三国之种地为王 古道西风烈 3990 2024-11-15 07:53

  李亚作为专业人士,看待问题当然又不一样了。

  “老弟你看,”李亚指着自己画的改进型示意图。

  “这里的竹筒使用六片木板箍出来,这样管子更粗,然后使用两头牛对边来拉,这样受力平衡,就不容易把立柱拉倒了。
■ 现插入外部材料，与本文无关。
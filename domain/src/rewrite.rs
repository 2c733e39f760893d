//! External URL rewriting.
//!
//! Links in assistant output that point at the public NY Senate site's
//! bill pages are rewritten to the internal bill route so navigation
//! stays inside the application. Everything else is left for external
//! link handling.

use crate::bill::number::BillNumber;
use crate::route::AppRoute;
use url::Url;

/// Host fragment identifying the public legislative-tracking site.
const KNOWN_HOST: &str = "nysenate.gov";

/// Path fragment identifying a bill detail page on that site.
const BILL_PATH_SEGMENT: &str = "/legislation/bills/";

/// Base used to resolve scheme-less or relative hrefs so parsing never
/// throws. Anything that actually resolves against it keeps the
/// placeholder host and fails the host check.
const PLACEHOLDER_BASE: &str = "https://link.invalid/";

/// Rewrite an external bill-page URL to the internal route.
///
/// Returns `Some(route)` only when the href's host contains the known
/// legislative site, its path contains the bill-detail segment, and the
/// trailing path segment is a bill number (matched case-insensitively).
/// Every other input, including unparseable hrefs, yields `None`,
/// meaning "render as a normal external link". Never panics.
pub fn rewrite_external_url(href: &str) -> Option<AppRoute> {
    let base = Url::parse(PLACEHOLDER_BASE).ok()?;
    let url = Url::options().base_url(Some(&base)).parse(href).ok()?;

    let host = url.host_str()?;
    if !host.contains(KNOWN_HOST) {
        return None;
    }
    if !url.path().contains(BILL_PATH_SEGMENT) {
        return None;
    }

    let tail = url.path_segments()?.filter(|s| !s.is_empty()).next_back()?;
    let bill = BillNumber::parse(tail).ok()?;
    Some(AppRoute::BillDetail(bill))
}

#[cfg(test)]
mod tests {
    use super::*;

    #[test]
    fn rewrites_known_bill_page() {
        let route =
            rewrite_external_url("https://www.nysenate.gov/legislation/bills/2025/S1234").unwrap();
        assert_eq!(route.path(), "/bills/S01234");
    }

    #[test]
    fn rewrites_lowercase_print_number() {
        let route =
            rewrite_external_url("https://nysenate.gov/legislation/bills/2025/s1234a").unwrap();
        assert_eq!(route.path(), "/bills/S01234A");
    }

    #[test]
    fn tolerates_trailing_slash() {
        let route =
            rewrite_external_url("https://www.nysenate.gov/legislation/bills/2025/S1234/").unwrap();
        assert_eq!(route.path(), "/bills/S01234");
    }

    #[test]
    fn foreign_host_is_not_rewritten() {
        assert!(rewrite_external_url("https://example.com/legislation/bills/2025/S1234").is_none());
    }

    #[test]
    fn other_site_paths_are_not_rewritten() {
        assert!(rewrite_external_url("https://www.nysenate.gov/senators/jane-doe").is_none());
        assert!(rewrite_external_url("https://www.nysenate.gov/legislation/laws/ABP").is_none());
    }

    #[test]
    fn non_bill_tail_is_not_rewritten() {
        assert!(
            rewrite_external_url("https://www.nysenate.gov/legislation/bills/2025/search").is_none()
        );
    }

    #[test]
    fn garbage_and_relative_inputs_yield_none() {
        assert!(rewrite_external_url("not a url at all").is_none());
        assert!(rewrite_external_url("/bills/S1234").is_none());
        assert!(rewrite_external_url("").is_none());
        assert!(rewrite_external_url("mailto:clerk@example.com").is_none());
    }
}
而这个弯曲的木板,可以使用刨床做出一模一样的出来。”本来陈前还担心叶轮的制作,那个做一个需要两天时间,可是李亚几笔画出示意。

  “这个只要用车床做出中心柱,然后凿斜眼,把刨好的叶片砸进去就可以了!一天做十几个不在话下。”

  这个东西比较复杂,陈前提出八百钱一个,李亚忙摆手。

  “四百钱足够,上次那扎车,我是没考虑整这些家伙,本来说三架的,你一下子定一百架。不瞒你说,成本一百钱都不到。”

  陈前当然不去占这个便宜,对李亚说:“咱们这里树木多得绊脚,不然你一百钱一根大料都买不到,这附近的木材被你祸害光了,你就知道成本是多少了。这树砍归砍,那该补的要补种啊,要给子孙留点。”李亚不好意思地说:“这个是的,我前几天还拿了二千钱给村里,不然再砍村里肯定说话。不过八百真多了,六百吧,再多我可就不做了。我就少赚些,要不是你,我还天天给那婆娘洗衣服呢,你能想出来,那是你本事,多赚一些也是该的。”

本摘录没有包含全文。